*What is required*: Find every line in the records that holds the string "ServiceMetadata". Copy each one.

━━━━━ Material shown ━━━━━

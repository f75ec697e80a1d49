//! Command handlers

pub mod connection;
pub mod count;
pub mod entities;
pub mod fetch;
pub mod schema;

use anyhow::{Context, Result};

use odata_extract::api::metadata::{ServiceMetadata, fetch_metadata};
use odata_extract::api::transport::Transporter;
use odata_extract::config::{Connection, SourceConfig};

use super::{GlobalArgs, QueryArgs, SourceArgs};

/// Config file, then environment, then command line flags
pub fn resolve_config(global: &GlobalArgs, source: &SourceArgs, query: Option<&QueryArgs>) -> Result<SourceConfig> {
    let mut config = SourceConfig::load(global.config.as_deref()).context("Failed to load configuration")?;
    config.apply_env();
    config.merge(source.overrides());
    if let Some(query) = query {
        query.apply(&mut config);
    }
    Ok(config)
}

/// Validated connection plus a transporter built from the resilience settings
pub fn connect(config: &SourceConfig) -> Result<(Connection, Transporter)> {
    let connection = config.connection().context("Invalid connection settings")?;
    let transport = Transporter::new(connection.credentials.clone(), &config.resilience_config())
        .context("Failed to create HTTP client")?;
    Ok((connection, transport))
}

pub async fn load_metadata(transport: &Transporter, connection: &Connection) -> Result<ServiceMetadata> {
    fetch_metadata(transport, &connection.base_url)
        .await
        .with_context(|| format!("Failed to load metadata from {}", connection.base_url))
}
//! OData service metadata models
//!
//! The metadata graph is stored as an arena: every entity type, complex type
//! and association is owned by [`ServiceMetadata`] and keyed by its
//! [`QualifiedName`]. Cross references (entity set -> type, navigation
//! property -> association -> end type) are stored as names, never as
//! pointers, so cyclic relationships need no shared ownership.

use std::collections::HashMap;
use std::fmt;

/// `Namespace.Name` identifier of a schema element
#[derive(Debug, Clone, PartialEq, Eq, Hash, PartialOrd, Ord)]
pub struct QualifiedName {
    pub namespace: String,
    pub name: String,
}

impl QualifiedName {
    pub fn new(namespace: impl Into<String>, name: impl Into<String>) -> Self {
        Self {
            namespace: namespace.into(),
            name: name.into(),
        }
    }

    /// Split `SFOData.PerPerson` at the last dot
    pub fn parse(full: &str) -> Option<Self> {
        let (namespace, name) = full.rsplit_once('.')?;
        if namespace.is_empty() || name.is_empty() {
            return None;
        }
        Some(Self::new(namespace, name))
    }
}

impl fmt::Display for QualifiedName {
    fn fmt(&self, f: &mut fmt::Formatter<'_>) -> fmt::Result {
        write!(f, "{}.{}", self.namespace, self.name)
    }
}

/// Cardinality of an association end
#[derive(Debug, Clone, Copy, PartialEq, Eq)]
pub enum Multiplicity {
    ZeroToOne,
    Many,
    One,
}

impl Multiplicity {
    /// Parse the EDM literal (`0..1`, `*`, `1`)
    pub fn parse(literal: &str) -> Option<Self> {
        match literal {
            "0..1" => Some(Multiplicity::ZeroToOne),
            "*" => Some(Multiplicity::Many),
            "1" => Some(Multiplicity::One),
            _ => None,
        }
    }

    /// Stable position of the variant, as carried by column metadata
    pub fn ordinal(self) -> u8 {
        match self {
            Multiplicity::ZeroToOne => 0,
            Multiplicity::Many => 1,
            Multiplicity::One => 2,
        }
    }

    pub fn as_str(self) -> &'static str {
        match self {
            Multiplicity::ZeroToOne => "0..1",
            Multiplicity::Many => "*",
            Multiplicity::One => "1",
        }
    }
}

/// SAP-specific `sap:*` attributes
#[derive(Debug, Clone, Default, PartialEq, Eq)]
pub struct SapAnnotations {
    pub label: Option<String>,
    pub display_format: Option<String>,
    pub filter_restrictions: Option<String>,
    pub required_in_filter: Option<bool>,
    pub filterable: Option<bool>,
    pub sortable: Option<bool>,
}

/// EDM property facets
#[derive(Debug, Clone, Default, PartialEq, Eq)]
pub struct Facets {
    pub nullable: Option<bool>,
    pub max_length: Option<u32>,
    pub precision: Option<u32>,
    pub scale: Option<u32>,
    pub fixed_length: Option<bool>,
    pub unicode: Option<bool>,
    pub collation: Option<String>,
    pub concurrency_mode: Option<String>,
    pub default_value: Option<String>,
}

/// A structural property of an entity or complex type
#[derive(Debug, Clone, PartialEq, Eq)]
pub struct Property {
    pub name: String,
    /// `Edm.String`, `Edm.DateTime`, or the qualified name of a complex type
    pub type_name: String,
    pub facets: Facets,
    pub sap: SapAnnotations,
}

impl Property {
    pub fn new(name: impl Into<String>, type_name: impl Into<String>) -> Self {
        Self {
            name: name.into(),
            type_name: type_name.into(),
            facets: Facets::default(),
            sap: SapAnnotations::default(),
        }
    }

    pub fn is_primitive(&self) -> bool {
        self.type_name.starts_with("Edm.")
    }

    /// Qualified name of the complex type this property holds, if any
    pub fn complex_type_name(&self) -> Option<QualifiedName> {
        if self.is_primitive() {
            return None;
        }
        QualifiedName::parse(&self.type_name)
    }
}

/// A named relationship from one entity type to another
#[derive(Debug, Clone, PartialEq, Eq)]
pub struct NavigationProperty {
    pub name: String,
    pub relationship: QualifiedName,
    pub from_role: String,
    pub to_role: String,
    pub sap: SapAnnotations,
}

#[derive(Debug, Clone, PartialEq, Eq)]
pub struct EntityType {
    pub name: String,
    pub namespace: String,
    pub keys: Vec<String>,
    pub properties: Vec<Property>,
    pub navigation_properties: Vec<NavigationProperty>,
    pub sap: SapAnnotations,
}

impl EntityType {
    pub fn new(namespace: impl Into<String>, name: impl Into<String>) -> Self {
        Self {
            name: name.into(),
            namespace: namespace.into(),
            keys: Vec::new(),
            properties: Vec::new(),
            navigation_properties: Vec::new(),
            sap: SapAnnotations::default(),
        }
    }

    pub fn qualified_name(&self) -> QualifiedName {
        QualifiedName::new(&self.namespace, &self.name)
    }

    /// Declared property names in declaration order
    pub fn property_names(&self) -> Vec<&str> {
        self.properties.iter().map(|p| p.name.as_str()).collect()
    }

    pub fn navigation_property_names(&self) -> Vec<&str> {
        self.navigation_properties
            .iter()
            .map(|n| n.name.as_str())
            .collect()
    }

    pub fn property(&self, name: &str) -> Option<&Property> {
        self.properties.iter().find(|p| p.name == name)
    }

    pub fn navigation_property(&self, name: &str) -> Option<&NavigationProperty> {
        self.navigation_properties.iter().find(|n| n.name == name)
    }

    pub fn is_key(&self, property: &str) -> bool {
        self.keys.iter().any(|k| k == property)
    }
}

/// Keyless structured value type
#[derive(Debug, Clone, PartialEq, Eq)]
pub struct ComplexType {
    pub name: String,
    pub namespace: String,
    pub properties: Vec<Property>,
}

impl ComplexType {
    pub fn qualified_name(&self) -> QualifiedName {
        QualifiedName::new(&self.namespace, &self.name)
    }
}

#[derive(Debug, Clone, PartialEq, Eq)]
pub struct AssociationEnd {
    pub role: String,
    pub entity_type: QualifiedName,
    pub multiplicity: Multiplicity,
}

#[derive(Debug, Clone, PartialEq, Eq)]
pub struct Association {
    pub name: String,
    pub namespace: String,
    pub ends: Vec<AssociationEnd>,
}

impl Association {
    pub fn qualified_name(&self) -> QualifiedName {
        QualifiedName::new(&self.namespace, &self.name)
    }

    pub fn end(&self, role: &str) -> Option<&AssociationEnd> {
        self.ends.iter().find(|e| e.role == role)
    }
}

/// Queryable collection of one entity type
#[derive(Debug, Clone, PartialEq, Eq)]
pub struct EntitySet {
    pub name: String,
    pub entity_type: QualifiedName,
    pub sap: SapAnnotations,
}

#[derive(Debug, Clone, PartialEq, Eq)]
pub struct EntityContainer {
    pub name: String,
    pub is_default: bool,
    pub entity_sets: Vec<EntitySet>,
}

/// Parsed metadata document
#[derive(Debug, Clone, Default)]
pub struct ServiceMetadata {
    data_service_version: Option<String>,
    entity_types: HashMap<QualifiedName, EntityType>,
    complex_types: HashMap<QualifiedName, ComplexType>,
    associations: HashMap<QualifiedName, Association>,
    containers: Vec<EntityContainer>,
}

impl ServiceMetadata {
    pub fn new(data_service_version: Option<String>) -> Self {
        Self {
            data_service_version,
            ..Self::default()
        }
    }

    pub fn data_service_version(&self) -> Option<&str> {
        self.data_service_version.as_deref()
    }

    pub fn add_entity_type(&mut self, entity_type: EntityType) {
        self.entity_types
            .insert(entity_type.qualified_name(), entity_type);
    }

    pub fn add_complex_type(&mut self, complex_type: ComplexType) {
        self.complex_types
            .insert(complex_type.qualified_name(), complex_type);
    }

    pub fn add_association(&mut self, association: Association) {
        self.associations
            .insert(association.qualified_name(), association);
    }

    pub fn add_container(&mut self, container: EntityContainer) {
        self.containers.push(container);
    }

    pub fn entity_type(&self, name: &QualifiedName) -> Option<&EntityType> {
        self.entity_types.get(name)
    }

    pub fn complex_type(&self, name: &QualifiedName) -> Option<&ComplexType> {
        self.complex_types.get(name)
    }

    pub fn association(&self, name: &QualifiedName) -> Option<&Association> {
        self.associations.get(name)
    }

    pub fn containers(&self) -> &[EntityContainer] {
        &self.containers
    }

    /// Entity sets of every container, in document order
    pub fn entity_sets(&self) -> impl Iterator<Item = &EntitySet> {
        self.containers.iter().flat_map(|c| c.entity_sets.iter())
    }

    /// The container flagged `IsDefaultEntityContainer`, else the first one
    pub fn default_container(&self) -> Option<&EntityContainer> {
        self.containers
            .iter()
            .find(|c| c.is_default)
            .or_else(|| self.containers.first())
    }

    pub fn entity_type_count(&self) -> usize {
        self.entity_types.len()
    }
}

━━━━━

*Solution for this task*:
use odata_extract::api::metadata::{ServiceMetadata, fetch_metadata};
pub async fn load_metadata(transport: &Transporter, connection: &Connection) -> Result<ServiceMetadata> {
//! and association is owned by [`ServiceMetadata`] and keyed by its
pub struct ServiceMetadata {
impl ServiceMetadata {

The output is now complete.